#[cfg(test)]
mod tests {
    use super::*;
    use defl_model::{NoPoisoner, VecModel};
    use defl_wire::{ObsidoRequest, Response, WeightsResponse, response, ACK};
    use defl_codec::FrameCodec;
    use prost::Message;
    use tokio::net::{TcpListener, TcpStream};
    use uuid::Uuid;

    struct MockReplica {
        consensus_addr: std::net::SocketAddr,
        observer_addr: std::net::SocketAddr,
        consensus: TcpListener,
        observer: TcpListener,
    }

    async fn mock_replica() -> MockReplica {
        let consensus = TcpListener::bind(("127.0.0.1", 0)).await.unwrap();
        let observer = TcpListener::bind(("127.0.0.1", 0)).await.unwrap();
        MockReplica {
            consensus_addr: consensus.local_addr().unwrap(),
            observer_addr: observer.local_addr().unwrap(),
            consensus,
            observer,
        }
    }

    fn w(values: &[f32]) -> Weights {
        vec![values.to_vec()]
    }

    #[tokio::test]
    async fn bootstrap_fetch_installs_init_snapshot_and_advances_epoch() {
        let replica = mock_replica().await;
        let c_addr = replica.consensus_addr;
        let o_addr = replica.observer_addr;

        let codec = FrameCodec::committer();
        let scripted = tokio::spawn(async move {
            let (mut obs_stream, _) = replica.observer.accept().await.unwrap();
            let register_bytes = codec.recv(&mut obs_stream).await.unwrap();
            let register = ObsidoRequest::decode(register_bytes.as_slice()).unwrap();
            let info = register.register_info.unwrap();
            codec.send(&mut obs_stream, ACK).await.unwrap();

            let passive_addr: std::net::SocketAddr =
                format!("{}:{}", info.pasv_host, info.pasv_port).parse().unwrap();
            let mut passive_conn = TcpStream::connect(passive_addr).await.unwrap();
            let push = WeightsResponse {
                response_uuid: Uuid::new_v4().to_string(),
                r_last_epoch_id: 0,
                w_last: Default::default(),
            };
            codec.send(&mut passive_conn, &push.encode_to_vec()).await.unwrap();

            let active_addr: std::net::SocketAddr =
                format!("{}:{}", info.host, info.port).parse().unwrap();

            let (mut consensus_stream, _) = replica.consensus.accept().await.unwrap();
            let mut active_conn: Option<TcpStream> = None;

            for expect_vote in [false, true] {
                let bytes = codec.recv(&mut consensus_stream).await.unwrap();
                let req = defl_wire::ClientRequest::decode(bytes.as_slice()).unwrap();
                codec.send(&mut consensus_stream, ACK).await.unwrap();
                if active_conn.is_none() {
                    active_conn = Some(TcpStream::connect(active_addr).await.unwrap());
                }
                let resp = Response {
                    request_uuid: req.request_uuid,
                    response_uuid: Uuid::new_v4().to_string(),
                    stat: response::Status::Ok as i32,
                    r_last_epoch_id: Some(if expect_vote { 1 } else { 0 }),
                };
                codec
                    .send(active_conn.as_mut().unwrap(), &resp.encode_to_vec())
                    .await
                    .unwrap();
            }
        });

        let (committer, queue) = Committer::bootstrap("alice", "127.0.0.1", c_addr.port(), o_addr.port())
            .await
            .unwrap();

        let model = VecModel::new(w(&[1.0, 2.0, 3.0]));
        let params = EpochLoopParams {
            fetch_timeout: Duration::from_secs(20),
            gst_timeout: Duration::from_millis(50),
            save_freq: 0,
            local_train_steps: 1,
            num_byzantine: 0,
        };
        let mut loop_ = EpochLoop::new(
            Arc::new(committer),
            queue,
            AggregatorKind::Mean,
            model,
            Box::new(NoPoisoner),
            None,
            params,
        );

        assert_eq!(loop_.epoch_id(), -1);
        loop_.run_iteration().await.unwrap();
        assert_eq!(loop_.epoch_id(), 1);

        scripted.await.unwrap();
    }

    #[tokio::test]
    async fn stale_push_does_not_advance_epoch() {
        let replica = mock_replica().await;
        let c_addr = replica.consensus_addr;
        let o_addr = replica.observer_addr;
        let codec = FrameCodec::committer();

        let scripted = tokio::spawn(async move {
            let (mut obs_stream, _) = replica.observer.accept().await.unwrap();
            let register_bytes = codec.recv(&mut obs_stream).await.unwrap();
            let register = ObsidoRequest::decode(register_bytes.as_slice()).unwrap();
            let info = register.register_info.unwrap();
            codec.send(&mut obs_stream, ACK).await.unwrap();

            let passive_addr: std::net::SocketAddr =
                format!("{}:{}", info.pasv_host, info.pasv_port).parse().unwrap();
            let mut passive_conn = TcpStream::connect(passive_addr).await.unwrap();
            let push = WeightsResponse {
                response_uuid: Uuid::new_v4().to_string(),
                r_last_epoch_id: 4,
                w_last: Default::default(),
            };
            codec.send(&mut passive_conn, &push.encode_to_vec()).await.unwrap();
            // No further traffic expected: the client must not submit or vote.
            tokio::time::sleep(Duration::from_millis(200)).await;
        });

        let (committer, queue) = Committer::bootstrap("bob", "127.0.0.1", c_addr.port(), o_addr.port())
            .await
            .unwrap();
        let model = VecModel::new(w(&[1.0]));
        let params = EpochLoopParams {
            fetch_timeout: Duration::from_secs(20),
            gst_timeout: Duration::from_millis(50),
            save_freq: 0,
            local_train_steps: 1,
            num_byzantine: 0,
        };
        let mut loop_ = EpochLoop::new(
            Arc::new(committer),
            queue,
            AggregatorKind::Mean,
            model,
            Box::new(NoPoisoner),
            None,
            params,
        );
        // Force the local epoch id ahead of the incoming push.
        loop_.epoch_id = 5;
        loop_.run_iteration().await.unwrap();
        assert_eq!(loop_.epoch_id(), 5);

        scripted.abort();
    }

    #[tokio::test]
    async fn drain_latest_collapses_to_greatest_epoch_id() {
        let replica = mock_replica().await;
        let c_addr = replica.consensus_addr;
        let o_addr = replica.observer_addr;
        let codec = FrameCodec::committer();

        let (addr_tx, addr_rx) = tokio::sync::oneshot::channel();
        let scripted = tokio::spawn(async move {
            let (mut obs_stream, _) = replica.observer.accept().await.unwrap();
            let register_bytes = codec.recv(&mut obs_stream).await.unwrap();
            let register = ObsidoRequest::decode(register_bytes.as_slice()).unwrap();
            let info = register.register_info.unwrap();
            codec.send(&mut obs_stream, ACK).await.unwrap();
            let _ = addr_tx.send(info.clone());

            let passive_addr: std::net::SocketAddr =
                format!("{}:{}", info.pasv_host, info.pasv_port).parse().unwrap();
            let mut passive_conn = TcpStream::connect(passive_addr).await.unwrap();
            for epoch in [3u64, 7, 5] {
                let push = WeightsResponse {
                    response_uuid: Uuid::new_v4().to_string(),
                    r_last_epoch_id: epoch,
                    w_last: Default::default(),
                };
                codec.send(&mut passive_conn, &push.encode_to_vec()).await.unwrap();
            }

            let active_addr: std::net::SocketAddr =
                format!("{}:{}", info.host, info.port).parse().unwrap();
            let (mut consensus_stream, _) = replica.consensus.accept().await.unwrap();
            let mut active_conn: Option<TcpStream> = None;
            for _ in 0..2 {
                let bytes = codec.recv(&mut consensus_stream).await.unwrap();
                let req = defl_wire::ClientRequest::decode(bytes.as_slice()).unwrap();
                codec.send(&mut consensus_stream, ACK).await.unwrap();
                if active_conn.is_none() {
                    active_conn = Some(TcpStream::connect(active_addr).await.unwrap());
                }
                let resp = Response {
                    request_uuid: req.request_uuid,
                    response_uuid: Uuid::new_v4().to_string(),
                    stat: response::Status::Ok as i32,
                    r_last_epoch_id: Some(8),
                };
                codec
                    .send(active_conn.as_mut().unwrap(), &resp.encode_to_vec())
                    .await
                    .unwrap();
            }
        });

        let (committer, mut queue) = Committer::bootstrap("carol", "127.0.0.1", c_addr.port(), o_addr.port())
            .await
            .unwrap();
        let _ = addr_rx.await;
        // Give the passive handler a moment to buffer all three pushes
        // before draining, so drain_latest sees them all at once.
        tokio::time::sleep(Duration::from_millis(50)).await;
        let drained = queue.drain_latest().await.unwrap();
        assert_eq!(drained.r_last_epoch_id, 7);

        drop(committer);
        scripted.abort();
    }
}
//! Robust aggregation over a bag of peer weight vectors.
//!
//! `Aggregator` buffers one flattened tensor list per peer (`add`), then
//! reduces the bag to a single aggregate delta (`aggregate`) according to
//! the configured [`AggregatorKind`]. The buffer is indexed `[layer][peer]`
//! rather than `[peer][layer]` so each variant can reduce one layer's
//! column of peer values at a time without re-grouping.

use thiserror::Error;

/// One model layer's weights, flattened to a single real vector.
pub type Tensor = Vec<f32>;
/// An ordered list of tensors — the wire-level "weights vector" `W`.
pub type Weights = Vec<Tensor>;

#[derive(Debug, Error, PartialEq, Eq)]
pub enum AggregateError {
    #[error("peer weights have {got} layers, expected {expected}")]
    LayerCountMismatch { expected: usize, got: usize },
    #[error("layer {layer} has {got} elements, expected {expected}")]
    LayerShapeMismatch {
        layer: usize,
        expected: usize,
        got: usize,
    },
    #[error("aggregate() called with an empty buffer")]
    EmptyBuffer,
}

#[derive(Debug, Clone, Copy, PartialEq, Eq)]
pub enum AggregatorKind {
    /// Element-wise arithmetic mean across peers (FedAvg).
    Mean,
    /// Element-wise coordinate-wise median.
    Median,
    /// Element-wise mean after dropping the extreme values per coordinate.
    TrimmedMean,
    /// (Multi-)Krum. `m == 1` is plain Krum.
    MultiKrum { m: usize },
}

/// Stateful peer-weights buffer plus the configured reduction.
pub struct Aggregator {
    kind: AggregatorKind,
    /// `buffer[layer][peer]`.
    buffer: Vec<Vec<Tensor>>,
    num_peers: usize,
}

impl Aggregator {
    pub fn new(kind: AggregatorKind) -> Self {
        Self {
            kind,
            buffer: Vec::new(),
            num_peers: 0,
        }
    }

    pub fn clear(&mut self) {
        self.buffer.clear();
        self.num_peers = 0;
    }

    pub fn is_empty(&self) -> bool {
        self.num_peers == 0
    }

    /// Append one peer's weights. The shape (layer count and per-layer
    /// element count) must match every prior call since the last `clear`.
    pub fn add(&mut self, weights: &Weights) -> Result<(), AggregateError> {
        if self.buffer.is_empty() {
            self.buffer = vec![Vec::new(); weights.len()];
        } else if weights.len() != self.buffer.len() {
            return Err(AggregateError::LayerCountMismatch {
                expected: self.buffer.len(),
                got: weights.len(),
            });
        }
        for (layer_idx, tensor) in weights.iter().enumerate() {
            if let Some(first) = self.buffer[layer_idx].first() {
                if first.len() != tensor.len() {
                    return Err(AggregateError::LayerShapeMismatch {
                        layer: layer_idx,
                        expected: first.len(),
                        got: tensor.len(),
                    });
                }
            }
        }
        for (layer_idx, tensor) in weights.iter().enumerate() {
            self.buffer[layer_idx].push(tensor.clone());
        }
        self.num_peers += 1;
        Ok(())
    }

    /// Reduce the buffered peer weights to a single aggregate delta for
    /// the declared number of Byzantine peers `f`, then clear the buffer.
    pub fn aggregate(&mut self, num_byzantine: usize) -> Result<Weights, AggregateError> {
        if self.num_peers == 0 {
            return Err(AggregateError::EmptyBuffer);
        }
        let result = match self.kind {
            AggregatorKind::Mean => mean(&self.buffer),
            AggregatorKind::Median => median(&self.buffer),
            AggregatorKind::TrimmedMean => trimmed_mean(&self.buffer, num_byzantine),
            AggregatorKind::MultiKrum { m } => multi_krum(&self.buffer, num_byzantine, m),
        };
        self.clear();
        Ok(result)
    }
}

fn mean(buffer: &[Vec<Tensor>]) -> Weights {
    buffer
        .iter()
        .map(|layer| {
            let n = layer.len() as f32;
            let width = layer[0].len();
            (0..width)
                .map(|i| layer.iter().map(|peer| peer[i]).sum::<f32>() / n)
                .collect()
        })
        .collect()
}

fn median(buffer: &[Vec<Tensor>]) -> Weights {
    buffer
        .iter()
        .map(|layer| {
            let width = layer[0].len();
            (0..width)
                .map(|i| {
                    let mut col: Vec<f32> = layer.iter().map(|peer| peer[i]).collect();
                    col.sort_by(|a, b| a.partial_cmp(b).unwrap());
                    median_of_sorted(&col)
                })
                .collect()
        })
        .collect()
}

fn median_of_sorted(sorted: &[f32]) -> f32 {
    let n = sorted.len();
    if n % 2 == 1 {
        sorted[n / 2]
    } else {
        (sorted[n / 2 - 1] + sorted[n / 2]) / 2.0
    }
}

fn trimmed_mean(buffer: &[Vec<Tensor>], num_byzantine: usize) -> Weights {
    let num_clients = buffer[0].len();
    let beta = num_byzantine as f64 / num_clients as f64;
    let exclusions = (2.0 * beta * num_clients as f64).round() as usize;
    let low = exclusions / 2;
    let mut high = num_clients - (exclusions / 2 + exclusions % 2);
    if low == high {
        high = std::cmp::min(num_clients, high + 1);
    }

    buffer
        .iter()
        .map(|layer| {
            let width = layer[0].len();
            (0..width)
                .map(|i| {
                    let mut col: Vec<f32> = layer.iter().map(|peer| peer[i]).collect();
                    col.sort_by(|a, b| a.partial_cmp(b).unwrap());
                    let survivors = &col[low..high];
                    survivors.iter().sum::<f32>() / survivors.len() as f32
                })
                .collect()
        })
        .collect()
}

fn multi_krum(buffer: &[Vec<Tensor>], num_byzantine: usize, m: usize) -> Weights {
    let num_clients = buffer[0].len();
    let k = std::cmp::max(1, num_clients.saturating_sub(num_byzantine).saturating_sub(2));

    let flattened: Vec<Vec<f32>> = (0..num_clients)
        .map(|peer| {
            buffer
                .iter()
                .flat_map(|layer| layer[peer].iter().copied())
                .collect()
        })
        .collect();

    let mut distances = vec![vec![0.0f32; num_clients]; num_clients];
    for i in 0..num_clients {
        for j in (i + 1)..num_clients {
            let d: f32 = flattened[i]
                .iter()
                .zip(&flattened[j])
                .map(|(a, b)| (a - b) * (a - b))
                .sum();
            distances[i][j] = d;
            distances[j][i] = d;
        }
    }

    let scores: Vec<f32> = (0..num_clients)
        .map(|client| {
            let mut col: Vec<f32> = (0..num_clients).map(|other| distances[other][client]).collect();
            col.sort_by(|a, b| a.partial_cmp(b).unwrap());
            col[..=k.min(num_clients - 1)].iter().sum()
        })
        .collect();

    let mut order: Vec<usize> = (0..num_clients).collect();
    order.sort_by(|&a, &b| scores[a].partial_cmp(&scores[b]).unwrap().then(a.cmp(&b)));
    let chosen = &order[..m.min(num_clients)];

    buffer
        .iter()
        .map(|layer| {
            let width = layer[0].len();
            (0..width)
                .map(|i| chosen.iter().map(|&peer| layer[peer][i]).sum::<f32>() / chosen.len() as f32)
                .collect()
        })
        .collect()
}
//! Length-delimited framing over any duplex byte stream.
//!
//! The length prefix is big-endian and of configurable byte width: the
//! committer uses an 8-byte prefix, legacy/test tooling a 4-byte one. A
//! short read at any point (peer closed mid-frame) surfaces as
//! [`FrameError::ShortRead`] rather than panicking — callers are expected
//! to tear the connection down and reconnect, not retry in place.

use thiserror::Error;
use tokio::io::{AsyncRead, AsyncReadExt, AsyncWrite, AsyncWriteExt};

/// Widest length prefix this codec supports. `u64` holds any frame size
/// a sane peer would send; nothing here needs more.
const MAX_PREFIX_WIDTH: usize = 8;

#[derive(Debug, Error)]
pub enum FrameError {
    #[error("peer closed connection mid-frame")]
    ShortRead,
    #[error("length prefix width must be 1..={MAX_PREFIX_WIDTH}, got {0}")]
    InvalidWidth(usize),
    #[error("io error: {0}")]
    Io(#[from] std::io::Error),
}

/// A length-delimited frame codec with a configurable prefix width.
#[derive(Debug, Clone, Copy)]
pub struct FrameCodec {
    length_field_width: usize,
}

impl FrameCodec {
    /// `length_field_width` is the number of big-endian bytes used to
    /// encode each frame's payload length (1..=8).
    pub fn new(length_field_width: usize) -> Result<Self, FrameError> {
        if length_field_width == 0 || length_field_width > MAX_PREFIX_WIDTH {
            return Err(FrameError::InvalidWidth(length_field_width));
        }
        Ok(Self { length_field_width })
    }

    /// The committer's wire width for both replica streams.
    pub fn committer() -> Self {
        Self::new(8).expect("8 is a valid prefix width")
    }

    /// The legacy 4-byte width used by older test tooling.
    pub fn legacy() -> Self {
        Self::new(4).expect("4 is a valid prefix width")
    }

    /// Write the length prefix followed by `payload`, then flush.
    /// Completes only once every byte has been handed to the transport.
    pub async fn send<W>(&self, writer: &mut W, payload: &[u8]) -> Result<(), FrameError>
    where
        W: AsyncWrite + Unpin,
    {
        let len = payload.len() as u64;
        let mut prefix = [0u8; MAX_PREFIX_WIDTH];
        prefix[MAX_PREFIX_WIDTH - self.length_field_width..].copy_from_slice(
            &len.to_be_bytes()[MAX_PREFIX_WIDTH - self.length_field_width..],
        );
        writer
            .write_all(&prefix[MAX_PREFIX_WIDTH - self.length_field_width..])
            .await?;
        writer.write_all(payload).await?;
        writer.flush().await?;
        Ok(())
    }

    /// Read exactly one frame: the length prefix, then exactly that many
    /// payload bytes. Zero-length frames are legal and return `Vec::new()`.
    pub async fn recv<R>(&self, reader: &mut R) -> Result<Vec<u8>, FrameError>
    where
        R: AsyncRead + Unpin,
    {
        let mut prefix = vec![0u8; self.length_field_width];
        read_exact_or_short(reader, &mut prefix).await?;
        let mut padded = [0u8; MAX_PREFIX_WIDTH];
        padded[MAX_PREFIX_WIDTH - self.length_field_width..].copy_from_slice(&prefix);
        let len = u64::from_be_bytes(padded) as usize;

        let mut payload = vec![0u8; len];
        read_exact_or_short(reader, &mut payload).await?;
        Ok(payload)
    }
}

async fn read_exact_or_short<R>(reader: &mut R, buf: &mut [u8]) -> Result<(), FrameError>
where
    R: AsyncRead + Unpin,
{
    match reader.read_exact(buf).await {
        Ok(_) => Ok(()),
        Err(e) if e.kind() == std::io::ErrorKind::UnexpectedEof => {
            tracing::debug!("short read: peer closed mid-frame");
            Err(FrameError::ShortRead)
        }
        Err(e) => Err(FrameError::Io(e)),
    }
}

# The task:
Which lines in the records above include the word "padded"? Copy them out.

# Exercise result:
        let mut padded = [0u8; MAX_PREFIX_WIDTH];
        padded[MAX_PREFIX_WIDTH - self.length_field_width..].copy_from_slice(&prefix);
        let len = u64::from_be_bytes(padded) as usize;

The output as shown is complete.